State the number of lines in the records beneath that hold the word "internal", and add nothing.

........

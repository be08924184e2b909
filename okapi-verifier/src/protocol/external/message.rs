//! Definitions of verifier protocol messages.

use std::{
    collections::{BTreeMap, BTreeSet},
    fmt,
};

use okapi_chain::{
    attachment::{self, AttachmentWithTrust},
    identity::{Party, PartyKey},
    parameters::{self, NetworkParameters},
    transaction::{SerializedState, SerializedTransaction, StateRef},
};

use crate::error::VerificationError;

/// A verifier protocol message.
///
/// The protocol is strictly request/response over a single connection: the
/// node sends `Initialisation` exactly once, then one `VerificationRequest`
/// at a time. While a verification is in flight, the verifier may ask any
/// number of `Get*` sub-requests, each answered by its paired response kind,
/// before finishing the exchange with `VerificationResult`.
///
/// Every dispatch site matches this enum exhaustively, so adding a message
/// kind fails compilation until each site handles it.
#[derive(Clone, Debug, Eq, PartialEq)]
pub enum Message {
    /// An `initialise` message, sent by the node once per session, before
    /// anything else.
    ///
    /// Carries the serialization environment and current network parameters
    /// a fresh verifier process needs before it can verify anything.
    Initialisation {
        /// Fully-qualified names of custom serializers the verifier must
        /// register.
        custom_serializers: BTreeSet<String>,
        /// Fully-qualified names making up the serialization whitelist.
        serialization_whitelist: BTreeSet<String>,
        /// An alternative serialization scheme to install, if any.
        custom_scheme: Option<String>,
        /// The network parameters currently in force at the node.
        network_parameters: NetworkParameters,
    },

    /// A `verify` message: one transaction to verify, with every state it
    /// consumes already materialized.
    ///
    /// States are attached eagerly so the verifier does not round-trip for
    /// each input.
    VerificationRequest {
        /// The transaction to verify.
        transaction: SerializedTransaction,
        /// The serialized states the transaction consumes, keyed by
        /// reference.
        states: BTreeMap<StateRef, SerializedState>,
    },

    /// A `getparties` sub-request: resolve the given owning keys to parties.
    GetParties(Vec<PartyKey>),

    /// A `parties` response: one entry per requested key, in request order,
    /// absent where the node knows no such party.
    Parties(Vec<Option<Party>>),

    /// A `getattach` sub-request: fetch one attachment by content id.
    GetAttachment(attachment::Id),

    /// An `attach` response: the materialized attachment paired with the
    /// node's trust decision, or absent if the node has no such attachment.
    Attachment(Option<AttachmentWithTrust>),

    /// A `getattachs` sub-request: fetch several attachments by content id.
    GetAttachments(Vec<attachment::Id>),

    /// An `attachs` response: one entry per requested id, in request order.
    Attachments(Vec<Option<AttachmentWithTrust>>),

    /// A `getnetparams` sub-request: fetch the network parameters snapshot
    /// with the given hash.
    GetNetworkParameters(parameters::Hash),

    /// A `netparams` response: the requested snapshot, or absent if the
    /// node has never seen it.
    NetworkParameters(Option<NetworkParameters>),

    /// A `gettrusted` sub-request: list the node's trusted attachments that
    /// contain the given class name.
    GetTrustedClassAttachments(String),

    /// A `trusted` response: the ids of the matching trusted attachments,
    /// empty when there are none.
    TrustedClassAttachments(Vec<attachment::Id>),

    /// An `outcome` message finishing a verification exchange: success, or
    /// the verifier's rejection, reported verbatim.
    VerificationResult(Result<(), VerificationError>),
}

impl fmt::Display for Message {
    fn fmt(&self, f: &mut fmt::Formatter) -> fmt::Result {
        f.write_str(match self {
            Message::Initialisation { .. } => "initialise",
            Message::VerificationRequest { .. } => "verify",
            Message::GetParties(_) => "getparties",
            Message::Parties(_) => "parties",
            Message::GetAttachment(_) => "getattach",
            Message::Attachment(_) => "attach",
            Message::GetAttachments(_) => "getattachs",
            Message::Attachments(_) => "attachs",
            Message::GetNetworkParameters(_) => "getnetparams",
            Message::NetworkParameters(_) => "netparams",
            Message::GetTrustedClassAttachments(_) => "gettrusted",
            Message::TrustedClassAttachments(_) => "trusted",
            Message::VerificationResult(_) => "outcome",
        })
    }
}
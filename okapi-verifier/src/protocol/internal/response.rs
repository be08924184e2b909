use okapi_chain::{
    attachment::{self, AttachmentWithTrust},
    identity::Party,
    parameters::NetworkParameters,
};

/// A response to a data request, represented in internal format.
#[derive(Clone, Debug)]
pub enum Response {
    /// The parties for a `Parties` request, one entry per requested key,
    /// absent where the node knows no such party.
    Parties(Vec<Option<Party>>),

    /// The attachment for an `Attachment` request, absent if the node has
    /// no attachment with that id.
    Attachment(Option<AttachmentWithTrust>),

    /// The attachments for an `Attachments` request, one entry per
    /// requested id.
    Attachments(Vec<Option<AttachmentWithTrust>>),

    /// The snapshot for a `NetworkParameters` request, absent if the node
    /// has never seen parameters with that hash.
    NetworkParameters(Option<NetworkParameters>),

    /// The matching attachment ids for a `TrustedClassAttachments`
    /// request, empty when there are none.
    TrustedClassAttachments(Vec<attachment::Id>),

    /// The parameters currently in force, for a `CurrentNetworkParameters`
    /// request.
    CurrentNetworkParameters(NetworkParameters),
}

........

Response area: 2